Russian defense minister said Tuesday agreements between Ankara and Moscow on Idlib de-escalation zone were being implemented despite difficulties in Syria’s northwest, and expressed hope for stability and normalization in the region.
"Idlib agreements are being implemented, however, there are some difficulties," Russian Defense Minister Sergey Shoigu told reporters following a bilateral meeting between Turkish President Recep Tayyip Erdogan and Russian counterpart Vladimir Putin in Moscow.
He said that Russian and Turkish armies carry out joint patrols in Idlib, and added: "I hope the situation in Idlib will reach to a stabilization and will completely return to normal".
Turkey and Russia agreed last September to turn Idlib into a de-escalation zone where acts of aggression are expressly prohibited.
The Syrian regime and its allies, however, have consistently broken the terms of the cease-fire, launching frequent attacks inside the zone.
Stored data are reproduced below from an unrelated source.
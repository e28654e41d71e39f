use std::collections::BTreeMap;
use std::time::Duration;

use serde::{Deserialize, Serialize};

#[derive(Debug, Clone, Serialize, Deserialize)]
#[serde(default, deny_unknown_fields)]
pub struct GatewayConfig {
    /// Matched in order; the first matching prefix wins.
    pub routes: Vec<RouteConfig>,
    pub security: SecurityConfig,
    pub discovery: DiscoveryConfig,
    pub upstream_timeout_ms: u64,
}

impl Default for GatewayConfig {
    fn default() -> Self {
        Self {
            routes: vec![RouteConfig {
                id: "books".to_owned(),
                path_prefix: "/books".to_owned(),
                service: "books-service".to_owned(),
            }],
            security: SecurityConfig::default(),
            discovery: DiscoveryConfig::default(),
            upstream_timeout_ms: 10_000,
        }
    }
}

impl GatewayConfig {
    #[must_use]
    pub fn upstream_timeout(&self) -> Duration {
        Duration::from_millis(self.upstream_timeout_ms)
    }
}

#[derive(Debug, Clone, PartialEq, Eq, Serialize, Deserialize)]
#[serde(deny_unknown_fields)]
pub struct RouteConfig {
    pub id: String,
    pub path_prefix: String,
    pub service: String,
}

/// Filters are off unless enabled here; an empty chain passes everything.
#[derive(Debug, Clone, Default, Serialize, Deserialize)]
#[serde(default, deny_unknown_fields)]
pub struct SecurityConfig {
    pub csrf: CsrfConfig,
    pub require_bearer: bool,
}

#[derive(Debug, Clone, Serialize, Deserialize)]
#[serde(default, deny_unknown_fields)]
pub struct CsrfConfig {
    pub enabled: bool,
    pub cookie_name: String,
    pub header_name: String,
}

impl Default for CsrfConfig {
    fn default() -> Self {
        Self {
            enabled: false,
            cookie_name: "XSRF-TOKEN".to_owned(),
            header_name: "x-xsrf-token".to_owned(),
        }
    }
}

#[derive(Debug, Clone, Copy, Default, PartialEq, Eq, Serialize, Deserialize)]
#[serde(rename_all = "lowercase")]
pub enum DiscoveryMode {
    /// Instances listed under `discovery.services`.
    #[default]
    Static,
    /// Instances looked up in the service registry on every request.
    Registry,
}

#[derive(Debug, Clone, Serialize, Deserialize)]
#[serde(default, deny_unknown_fields)]
pub struct DiscoveryConfig {
    pub mode: DiscoveryMode,
    pub registry_url: String,
    pub registry_timeout_ms: u64,
    /// Service name to instance base URLs, for `static` mode.
    pub services: BTreeMap<String, Vec<String>>,
}

impl Default for DiscoveryConfig {
    fn default() -> Self {
        Self {
            mode: DiscoveryMode::Static,
            registry_url: "http://127.0.0.1:8761".to_owned(),
            registry_timeout_ms: 2_000,
            services: BTreeMap::new(),
        }
    }
}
The de-escalation zone is currently home to some four million civilians, including hundreds of thousands displaced in recent years by regime forces from throughout the war-weary country.
Syria has been locked in a vicious civil war since early 2011, when the Bashar al-Assad regime cracked down on pro-democracy protests with unexpected ferocity.
Since then, hundreds of thousands of people have been killed and more than 10 million others displaced, according to UN officials.